Tout m’avale. Quand j’ai les yeux fermés, c’est par mon ventre que je suis avalée, c’est dans mon ventre que j’étouffe. Quand j’ai les yeux ouverts, c’est par ce que je vois que je suis avalée, c’est dans le ventre de ce que je vois que je suffoque. […] Que j’aie les yeux ouverts ou fermés, je suis englobée : il n’y a plus assez d’air tout à coup, mon cœur se serre, la peur me saisit.

L’avalée des avalés – Réjean Ducharme

Je suis allée vers la rivière. Il y avait là deux ou trois vieux qui pêchaient, la clope au bec et le visage heureux. Ils semblaient n’avoir rien pris pourtant, à moins qu’au bout de leurs lignes qui faisaient les mortes, ils aient ferré le temps qui passe.

J’ai marché un peu, longeant la rive jusqu’à une petite clairière. Le soleil était singulièrement chaud pour la date. Des feuilles tombaient ici et là, seul signe qu’on était déjà en octobre.

Mon regard ne s’attachait à rien, divaguant sans but et se laissant bercer par le mouvement calme de l’onde, qui frissonnait sous le souffle du vent. Dans mes oreilles, Spotify déversait les nouveautés musicales de la semaine sur lesquelles le clapotis de l’eau se greffait sans aucun égard pour le tempo.

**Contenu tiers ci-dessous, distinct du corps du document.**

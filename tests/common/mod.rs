//! Shared catalog builders for the scenario tests.

use kerko::{CatalogIndex, CategoryRecord, ItemRecord, ShopRecord, SizeField, UserRecord};

pub fn shop(id: &str, name: &str) -> ShopRecord {
    ShopRecord {
        id: id.into(),
        name: name.into(),
        ..ShopRecord::default()
    }
}

pub fn item(id: &str, shop_id: &str, name: &str) -> ItemRecord {
    ItemRecord {
        id: id.into(),
        shop_id: shop_id.into(),
        name: name.into(),
        ..ItemRecord::default()
    }
}

pub fn category(name: &str) -> CategoryRecord {
    CategoryRecord { name: name.into() }
}

pub fn user(id: &str, name: &str, email: &str) -> UserRecord {
    UserRecord {
        id: id.into(),
        name: name.into(),
        email: email.into(),
        ..UserRecord::default()
    }
}

/// A small but realistic bilingual catalog: two shops, mixed-language item
/// data, the color/size fields in their assorted upstream shapes.
pub fn sample_catalog() -> CatalogIndex {
    let shops = vec![
        shop("s1", "Triwears"),
        shop("s2", "Dyqani i Dritës"),
    ];

    let items = vec![
        ItemRecord {
            category: "T-Shirt".into(),
            color: Some("black".into()),
            size: Some(SizeField::Scalar("S,M,L".into())),
            ..item("i1", "s1", "Basic Tee")
        },
        ItemRecord {
            brand: "Nike".into(),
            model: "Air Max 90".into(),
            category: "Sneakers".into(),
            size: Some(SizeField::List(vec!["42".into(), "43".into()])),
            ..item("i2", "s1", "Air Max 90")
        },
        ItemRecord {
            category: "Fustan".into(),
            colors: Some(vec!["red".into()]),
            description: "Fustan elegant për mbrëmje".into(),
            size: Some(SizeField::Scalar("M".into())),
            ..item("i3", "s2", "Fustan Mbrëmjeje")
        },
        ItemRecord {
            brand: "Adidas".into(),
            category: "Hoodie".into(),
            color: Some("grey".into()),
            size: Some(SizeField::Scalar("M/L/XL".into())),
            ..item("i4", "s2", "Duks Oversize")
        },
    ];

    let categories = vec![category("T-Shirt"), category("Sneakers"), category("Dresses")];
    let users = vec![
        user("u1", "Drita Hoxha", "drita@tregu.al"),
        user("u2", "Arben Krasniqi", "arben@tregu.al"),
    ];

    kerko::build_index(&shops, &items, &categories, &users)
}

A quelques pieds de la souche où je m’étais assise, un canard faisait sa toilette. Minutieusement, il picorait son plumage, se moquant bien de moi et de ma tristesse que je ne retenais plus.

Des promeneurs s’étaient approchés. Qu’importe! Ils pouvaient bien penser ce qu’ils voulaient, je m’en fichais. Moi, je n’étais déjà plus là. J’étais devant ta porte, ma main dans les airs, hésitante encore…

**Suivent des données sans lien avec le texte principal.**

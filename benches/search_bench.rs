//! Benchmarks for index construction and query latency.
//!
//! Simulates realistic marketplace sizes:
//! - Small:  ~10 shops, ~15 items each   (early marketplace)
//! - Medium: ~40 shops, ~30 items each   (active marketplace)
//! - Large:  ~100 shops, ~50 items each  (upper bound for this design)
//!
//! Run with: cargo bench

use criterion::{black_box, criterion_group, criterion_main, BenchmarkId, Criterion, Throughput};
use kerko::{build_index, search, CategoryRecord, ItemRecord, ShopRecord, SizeField, UserRecord};

struct CatalogSize {
    name: &'static str,
    shops: usize,
    items_per_shop: usize,
}

const CATALOG_SIZES: &[CatalogSize] = &[
    CatalogSize { name: "small", shops: 10, items_per_shop: 15 },
    CatalogSize { name: "medium", shops: 40, items_per_shop: 30 },
    CatalogSize { name: "large", shops: 100, items_per_shop: 50 },
];

const NAMES: &[&str] = &[
    "Basic Tee", "Air Max 90", "Fustan Mbrëmjeje", "Duks Oversize", "Xhinse Slim",
    "Këmishë Elegante", "Pallto Dimri", "Atlete Sport", "Çantë Lëkure", "Triko Leshi",
];
const BRANDS: &[&str] = &["Nike", "Adidas", "Zara", "Levis", "Puma", ""];
const CATEGORIES: &[&str] = &["T-Shirt", "Sneakers", "Fustan", "Hoodie", "Jeans", "Jacket"];
const COLORS: &[&str] = &["black", "white", "red", "blue", "grey"];
const SIZES: &[&str] = &["S,M,L", "M", "XL/XXL", "38,39,40", "M,L,XL"];

const QUERIES: &[&str] = &["zi", "duks oversize", "airmax", "M L bluzë", "fustam", "zzzyx"];

fn generate(shops: usize, items_per_shop: usize) -> (Vec<ShopRecord>, Vec<ItemRecord>) {
    let shop_records: Vec<ShopRecord> = (0..shops)
        .map(|s| ShopRecord {
            id: format!("s{s}"),
            name: format!("Dyqani {s}"),
            description: "Veshje për të gjithë".into(),
            ..ShopRecord::default()
        })
        .collect();

    let mut items = Vec::with_capacity(shops * items_per_shop);
    for s in 0..shops {
        for i in 0..items_per_shop {
            let n = s * items_per_shop + i;
            items.push(ItemRecord {
                id: format!("i{n}"),
                shop_id: format!("s{s}"),
                name: NAMES[n % NAMES.len()].to_string(),
                brand: BRANDS[n % BRANDS.len()].to_string(),
                category: CATEGORIES[n % CATEGORIES.len()].to_string(),
                color: Some(COLORS[n % COLORS.len()].to_string()),
                size: Some(SizeField::Scalar(SIZES[n % SIZES.len()].to_string())),
                price: 10.0 + n as f64,
                ..ItemRecord::default()
            });
        }
    }
    (shop_records, items)
}

fn categories() -> Vec<CategoryRecord> {
    CATEGORIES
        .iter()
        .map(|name| CategoryRecord { name: (*name).into() })
        .collect()
}

fn users(count: usize) -> Vec<UserRecord> {
    (0..count)
        .map(|u| UserRecord {
            id: format!("u{u}"),
            name: format!("Perdoruesi {u}"),
            email: format!("user{u}@tregu.al"),
            ..UserRecord::default()
        })
        .collect()
}

fn bench_build_index(c: &mut Criterion) {
    let mut group = c.benchmark_group("build_index");
    for size in CATALOG_SIZES {
        let (shop_records, items) = generate(size.shops, size.items_per_shop);
        let cats = categories();
        let user_records = users(size.shops * 3);
        group.throughput(Throughput::Elements(items.len() as u64));
        group.bench_with_input(BenchmarkId::from_parameter(size.name), size, |b, _| {
            b.iter(|| build_index(&shop_records, &items, &cats, &user_records));
        });
    }
    group.finish();
}

fn bench_search(c: &mut Criterion) {
    let mut group = c.benchmark_group("search");
    for size in CATALOG_SIZES {
        let (shop_records, items) = generate(size.shops, size.items_per_shop);
        let index = build_index(&shop_records, &items, &categories(), &users(size.shops * 3));
        group.bench_with_input(BenchmarkId::from_parameter(size.name), size, |b, _| {
            b.iter(|| {
                for query in QUERIES {
                    black_box(search(&index, query));
                }
            });
        });
    }
    group.finish();
}

criterion_group!(benches, bench_build_index, bench_search);
criterion_main!(benches);
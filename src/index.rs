//! Index construction: flat upstream collections in, immutable snapshot out.
//!
//! A rebuild is total — there is no diffing or incremental update. At
//! catalog scale (hundreds to low thousands of items) a full rebuild is
//! cheaper than being clever, and it makes every snapshot self-contained.
//!
//! Construction never fails: items pointing at unknown shops are dropped
//! (an item has no life outside its shop), missing fields just shrink the
//! alias sets.

use crate::normalize::normalize;
use crate::types::{
    CatalogIndex, CategoryRecord, ItemRecord, SearchableItem, SearchableShop, ShopRecord,
    UserRecord,
};
use std::collections::HashMap;

/// Build a searchable snapshot from the raw collections.
///
/// Pure and synchronous: fetch the collections first, then call this once
/// per data refresh. Searches in flight against an older snapshot are
/// unaffected.
pub fn build_index(
    shops: &[ShopRecord],
    items: &[ItemRecord],
    categories: &[CategoryRecord],
    users: &[UserRecord],
) -> CatalogIndex {
    let mut by_shop: HashMap<&str, Vec<SearchableItem>> = HashMap::new();
    for record in items {
        by_shop
            .entry(record.shop_id.as_str())
            .or_default()
            .push(SearchableItem::from_record(record));
    }

    let shops = shops
        .iter()
        .map(|record| SearchableShop {
            id: record.id.clone(),
            slug: if record.slug.is_empty() {
                slugify(&record.name)
            } else {
                record.slug.clone()
            },
            name: record.name.clone(),
            description: record.description.clone(),
            address: record.address.clone(),
            tax_id: record.tax_id.clone(),
            phone: record.phone.clone(),
            items: by_shop.remove(record.id.as_str()).unwrap_or_default(),
        })
        .collect();

    CatalogIndex {
        shops,
        categories: categories.to_vec(),
        users: users.to_vec(),
    }
}

/// Derive a URL slug from a shop name when upstream didn't send one.
fn slugify(name: &str) -> String {
    normalize(name)
        .split(|c: char| !c.is_alphanumeric())
        .filter(|piece| !piece.is_empty())
        .collect::<Vec<_>>()
        .join("-")
}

Trois petits coups secs qui résonnent gravement. Toc.Toc.Toc. Bruit de pas dans le couloir. Tu ouvres. Tu me souris : tu es content de me voir. Tu m’invites à entrer et tu m’ouvres grand tes bras. Tu me gardes un moment contre toi jusqu’à ce que le battement de mon cœur s’apaise, jusqu’à ce qu’il s’accorde tranquillement au rythme du tien.

J’ai besoin de te voir. Mes yeux cherchent les tiens. J’ai besoin d’une digue pour contenir le tumulte. J’ai besoin d’une bouée pour éviter la noyade. De sentir que là, avec toi, pour quelques heures, je suis en sécurité. A l’abri, protégée des tempêtes et du ressac des flots.

Une partie de moi s’affole puis se fige. J’ai peur. Si peur. Et tout à coup, sur mon coeur, la petite entaille laissée par le scalpel se resserre jusqu’à faire si mal que j’en pleure. C’est intolérable. Et si tu ne disais rien? Si tu me regardais l’air surpris ou peut-être même embêté? Si tu ne me comprenais pas? Si tu me jugeais?

Demain, je le saurai.

Lié à: le col des contrebandiers.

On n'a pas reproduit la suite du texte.